▸ **TASK BRIEF**
An identical copy of every entry below is the required output.

═════ INPUT DATA ═════

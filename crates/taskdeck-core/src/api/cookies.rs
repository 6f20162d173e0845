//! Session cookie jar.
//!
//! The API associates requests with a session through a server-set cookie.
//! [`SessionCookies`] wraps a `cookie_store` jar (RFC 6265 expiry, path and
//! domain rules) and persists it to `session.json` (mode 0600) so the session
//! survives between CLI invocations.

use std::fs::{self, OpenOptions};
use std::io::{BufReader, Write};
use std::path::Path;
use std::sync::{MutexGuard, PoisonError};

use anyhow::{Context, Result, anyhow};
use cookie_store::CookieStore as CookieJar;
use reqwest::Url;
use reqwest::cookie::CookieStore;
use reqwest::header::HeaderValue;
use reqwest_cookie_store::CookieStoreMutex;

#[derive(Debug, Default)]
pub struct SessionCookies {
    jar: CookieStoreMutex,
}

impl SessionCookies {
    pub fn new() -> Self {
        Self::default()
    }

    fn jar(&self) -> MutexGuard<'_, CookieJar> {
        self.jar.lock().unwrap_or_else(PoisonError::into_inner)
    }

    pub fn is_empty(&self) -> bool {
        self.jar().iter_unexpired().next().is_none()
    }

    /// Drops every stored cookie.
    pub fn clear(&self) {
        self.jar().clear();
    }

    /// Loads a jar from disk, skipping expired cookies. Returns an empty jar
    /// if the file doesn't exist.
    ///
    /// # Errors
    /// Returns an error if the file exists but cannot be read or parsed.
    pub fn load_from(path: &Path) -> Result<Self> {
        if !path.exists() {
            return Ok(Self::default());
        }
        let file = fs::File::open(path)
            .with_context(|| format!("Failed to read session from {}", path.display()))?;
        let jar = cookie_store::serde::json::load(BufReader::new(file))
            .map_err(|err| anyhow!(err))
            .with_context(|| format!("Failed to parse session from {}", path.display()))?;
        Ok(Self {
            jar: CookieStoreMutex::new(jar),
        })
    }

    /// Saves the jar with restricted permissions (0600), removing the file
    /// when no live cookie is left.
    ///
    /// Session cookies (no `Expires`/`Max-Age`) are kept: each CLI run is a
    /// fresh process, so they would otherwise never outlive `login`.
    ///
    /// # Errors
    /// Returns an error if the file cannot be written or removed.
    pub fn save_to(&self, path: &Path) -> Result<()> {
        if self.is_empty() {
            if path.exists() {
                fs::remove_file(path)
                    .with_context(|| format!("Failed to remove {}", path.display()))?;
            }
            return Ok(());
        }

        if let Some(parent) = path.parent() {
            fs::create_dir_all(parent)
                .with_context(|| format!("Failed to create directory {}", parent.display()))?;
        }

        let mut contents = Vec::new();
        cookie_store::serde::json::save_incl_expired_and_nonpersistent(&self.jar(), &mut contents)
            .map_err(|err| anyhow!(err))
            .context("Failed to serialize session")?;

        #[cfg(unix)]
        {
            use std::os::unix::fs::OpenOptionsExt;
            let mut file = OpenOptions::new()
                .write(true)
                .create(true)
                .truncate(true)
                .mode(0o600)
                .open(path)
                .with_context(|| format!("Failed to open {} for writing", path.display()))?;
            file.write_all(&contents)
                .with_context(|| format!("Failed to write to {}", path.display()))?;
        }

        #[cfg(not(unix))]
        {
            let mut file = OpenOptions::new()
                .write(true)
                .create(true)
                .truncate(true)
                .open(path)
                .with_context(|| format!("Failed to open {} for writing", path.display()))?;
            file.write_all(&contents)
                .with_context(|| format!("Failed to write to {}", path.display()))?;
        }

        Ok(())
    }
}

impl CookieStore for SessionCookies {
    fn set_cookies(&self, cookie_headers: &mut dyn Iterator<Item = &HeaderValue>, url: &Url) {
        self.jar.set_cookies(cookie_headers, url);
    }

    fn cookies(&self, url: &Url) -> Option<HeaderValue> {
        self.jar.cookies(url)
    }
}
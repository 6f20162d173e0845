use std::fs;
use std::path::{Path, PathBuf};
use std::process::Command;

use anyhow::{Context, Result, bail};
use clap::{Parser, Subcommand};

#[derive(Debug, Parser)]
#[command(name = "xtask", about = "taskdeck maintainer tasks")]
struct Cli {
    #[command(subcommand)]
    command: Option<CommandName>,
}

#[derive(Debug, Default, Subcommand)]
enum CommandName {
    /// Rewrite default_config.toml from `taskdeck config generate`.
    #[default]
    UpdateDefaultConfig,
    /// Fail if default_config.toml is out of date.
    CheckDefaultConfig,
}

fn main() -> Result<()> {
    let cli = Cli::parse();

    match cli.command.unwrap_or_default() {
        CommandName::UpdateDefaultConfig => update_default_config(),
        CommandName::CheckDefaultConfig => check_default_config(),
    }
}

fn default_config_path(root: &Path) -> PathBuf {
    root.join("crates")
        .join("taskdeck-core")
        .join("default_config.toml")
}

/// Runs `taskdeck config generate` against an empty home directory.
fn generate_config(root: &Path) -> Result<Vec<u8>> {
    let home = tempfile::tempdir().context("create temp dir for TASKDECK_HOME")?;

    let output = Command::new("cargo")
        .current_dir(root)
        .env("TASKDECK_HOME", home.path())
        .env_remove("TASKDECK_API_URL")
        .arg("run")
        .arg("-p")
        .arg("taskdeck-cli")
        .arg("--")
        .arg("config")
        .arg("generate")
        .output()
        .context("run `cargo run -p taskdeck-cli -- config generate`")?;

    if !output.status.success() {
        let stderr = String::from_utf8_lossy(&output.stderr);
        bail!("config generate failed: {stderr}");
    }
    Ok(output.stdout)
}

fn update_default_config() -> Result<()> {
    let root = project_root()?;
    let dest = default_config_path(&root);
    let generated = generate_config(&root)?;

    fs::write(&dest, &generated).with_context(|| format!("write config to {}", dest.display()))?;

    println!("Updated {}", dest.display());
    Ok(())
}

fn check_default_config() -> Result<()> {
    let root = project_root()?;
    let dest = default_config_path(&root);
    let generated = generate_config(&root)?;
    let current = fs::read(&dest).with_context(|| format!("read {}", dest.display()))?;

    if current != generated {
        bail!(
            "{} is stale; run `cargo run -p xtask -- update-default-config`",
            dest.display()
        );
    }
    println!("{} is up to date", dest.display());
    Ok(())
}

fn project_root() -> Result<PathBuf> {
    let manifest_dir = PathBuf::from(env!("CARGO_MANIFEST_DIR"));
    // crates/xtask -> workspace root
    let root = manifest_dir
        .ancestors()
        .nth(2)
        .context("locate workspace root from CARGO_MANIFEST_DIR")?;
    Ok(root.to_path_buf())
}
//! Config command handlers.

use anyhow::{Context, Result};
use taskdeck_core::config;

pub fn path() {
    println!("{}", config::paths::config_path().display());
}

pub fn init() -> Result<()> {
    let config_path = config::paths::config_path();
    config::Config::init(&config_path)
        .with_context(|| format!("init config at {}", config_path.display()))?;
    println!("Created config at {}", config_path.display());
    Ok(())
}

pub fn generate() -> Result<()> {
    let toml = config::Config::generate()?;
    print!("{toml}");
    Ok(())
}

═════

▸ **WRITTEN SOLUTION**
filename crates/taskdeck-core/src/api/cookies.rs
repository 6f20162d173e0845
//! Session cookie jar.
//!
//! The API associates requests with a session through a server-set cookie.
//! [`SessionCookies`] wraps a `cookie_store` jar (RFC 6265 expiry, path and
//! domain rules) and persists it to `session.json` (mode 0600) so the session
//! survives between CLI invocations.

use std::fs::{self, OpenOptions};
use std::io::{BufReader, Write};
use std::path::Path;
use std::sync::{MutexGuard, PoisonError};

use anyhow::{Context, Result, anyhow};
use cookie_store::CookieStore as CookieJar;
use reqwest::Url;
use reqwest::cookie::CookieStore;
use reqwest::header::HeaderValue;
use reqwest_cookie_store::CookieStoreMutex;

#[derive(Debug, Default)]
pub struct SessionCookies {
    jar: CookieStoreMutex,
}

impl SessionCookies {
    pub fn new() -> Self {
        Self::default()
    }

    fn jar(&self) -> MutexGuard<'_, CookieJar> {
        self.jar.lock().unwrap_or_else(PoisonError::into_inner)
    }

    pub fn is_empty(&self) -> bool {
        self.jar().iter_unexpired().next().is_none()
    }

    /// Drops every stored cookie.
    pub fn clear(&self) {
        self.jar().clear();
    }

    /// Loads a jar from disk, skipping expired cookies. Returns an empty jar
    /// if the file doesn't exist.
    ///
    /// # Errors
    /// Returns an error if the file exists but cannot be read or parsed.
    pub fn load_from(path: &Path) -> Result<Self> {
        if !path.exists() {
            return Ok(Self::default());
        }
        let file = fs::File::open(path)
            .with_context(|| format!("Failed to read session from {}", path.display()))?;
        let jar = cookie_store::serde::json::load(BufReader::new(file))
            .map_err(|err| anyhow!(err))
            .with_context(|| format!("Failed to parse session from {}", path.display()))?;
        Ok(Self {
            jar: CookieStoreMutex::new(jar),
        })
    }

    /// Saves the jar with restricted permissions (0600), removing the file
    /// when no live cookie is left.
    ///
    /// Session cookies (no `Expires`/`Max-Age`) are kept: each CLI run is a
    /// fresh process, so they would otherwise never outlive `login`.
    ///
    /// # Errors
    /// Returns an error if the file cannot be written or removed.
    pub fn save_to(&self, path: &Path) -> Result<()> {
        if self.is_empty() {
            if path.exists() {
                fs::remove_file(path)
                    .with_context(|| format!("Failed to remove {}", path.display()))?;
            }
            return Ok(());
        }

        if let Some(parent) = path.parent() {
            fs::create_dir_all(parent)
                .with_context(|| format!("Failed to create directory {}", parent.display()))?;
        }

        let mut contents = Vec::new();
        cookie_store::serde::json::save_incl_expired_and_nonpersistent(&self.jar(), &mut contents)
            .map_err(|err| anyhow!(err))
            .context("Failed to serialize session")?;

        #[cfg(unix)]
        {
            use std::os::unix::fs::OpenOptionsExt;
            let mut file = OpenOptions::new()
                .write(true)
                .create(true)
                .truncate(true)
                .mode(0o600)
                .open(path)
                .with_context(|| format!("Failed to open {} for writing", path.display()))?;
            file.write_all(&contents)
                .with_context(|| format!("Failed to write to {}", path.display()))?;
        }

        #[cfg(not(unix))]
        {
            let mut file = OpenOptions::new()
                .write(true)
                .create(true)
                .truncate(true)
                .open(path)
                .with_context(|| format!("Failed to open {} for writing", path.display()))?;
            file.write_all(&contents)
                .with_context(|| format!("Failed to write to {}", path.display()))?;
        }

        Ok(())
    }
}

impl CookieStore for SessionCookies {
    fn set_cookies(&self, cookie_headers: &mut dyn Iterator<Item = &HeaderValue>, url: &Url) {
        self.jar.set_cookies(cookie_headers, url);
    }

    fn cookies(&self, url: &Url) -> Option<HeaderValue> {
        self.jar.cookies(url)
    }
}
repository 6f20162d173e0845
use std::fs;
use std::path::{Path, PathBuf};
use std::process::Command;

use anyhow::{Context, Result, bail};
use clap::{Parser, Subcommand};

#[derive(Debug, Parser)]
#[command(name = "xtask", about = "taskdeck maintainer tasks")]
struct Cli {
    #[command(subcommand)]
    command: Option<CommandName>,
}

#[derive(Debug, Default, Subcommand)]
enum CommandName {
    /// Rewrite default_config.toml from `taskdeck config generate`.
    #[default]
    UpdateDefaultConfig,
    /// Fail if default_config.toml is out of date.
    CheckDefaultConfig,
}

fn main() -> Result<()> {
    let cli = Cli::parse();

    match cli.command.unwrap_or_default() {
        CommandName::UpdateDefaultConfig => update_default_config(),
        CommandName::CheckDefaultConfig => check_default_config(),
    }
}

fn default_config_path(root: &Path) -> PathBuf {
    root.join("crates")
        .join("taskdeck-core")
        .join("default_config.toml")
}

/// Runs `taskdeck config generate` against an empty home directory.
fn generate_config(root: &Path) -> Result<Vec<u8>> {
    let home = tempfile::tempdir().context("create temp dir for TASKDECK_HOME")?;

    let output = Command::new("cargo")
        .current_dir(root)
        .env("TASKDECK_HOME", home.path())
        .env_remove("TASKDECK_API_URL")
        .arg("run")
        .arg("-p")
        .arg("taskdeck-cli")
        .arg("--")
        .arg("config")
        .arg("generate")
        .output()
        .context("run `cargo run -p taskdeck-cli -- config generate`")?;

    if !output.status.success() {
        let stderr = String::from_utf8_lossy(&output.stderr);
        bail!("config generate failed: {stderr}");
    }
    Ok(output.stdout)
}

fn update_default_config() -> Result<()> {
    let root = project_root()?;
    let dest = default_config_path(&root);
    let generated = generate_config(&root)?;

    fs::write(&dest, &generated).with_context(|| format!("write config to {}", dest.display()))?;

    println!("Updated {}", dest.display());
    Ok(())
}

fn check_default_config() -> Result<()> {
    let root = project_root()?;
    let dest = default_config_path(&root);
    let generated = generate_config(&root)?;
    let current = fs::read(&dest).with_context(|| format!("read {}", dest.display()))?;

    if current != generated {
        bail!(
            "{} is stale; run `cargo run -p xtask -- update-default-config`",
            dest.display()
        );
    }
    println!("{} is up to date", dest.display());
    Ok(())
}

fn project_root() -> Result<PathBuf> {
    let manifest_dir = PathBuf::from(env!("CARGO_MANIFEST_DIR"));
    // crates/xtask -> workspace root
    let root = manifest_dir
        .ancestors()
        .nth(2)
        .context("locate workspace root from CARGO_MANIFEST_DIR")?;
    Ok(root.to_path_buf())
}
//! Config command handlers.

use anyhow::{Context, Result};
use taskdeck_core::config;

pub fn path() {
    println!("{}", config::paths::config_path().display());
}

pub fn init() -> Result<()> {
    let config_path = config::paths::config_path();
    config::Config::init(&config_path)
        .with_context(|| format!("init config at {}", config_path.display()))?;
    println!("Created config at {}", config_path.display());
    Ok(())
}

pub fn generate() -> Result<()> {
    let toml = config::Config::generate()?;
    print!("{toml}");
    Ok(())
}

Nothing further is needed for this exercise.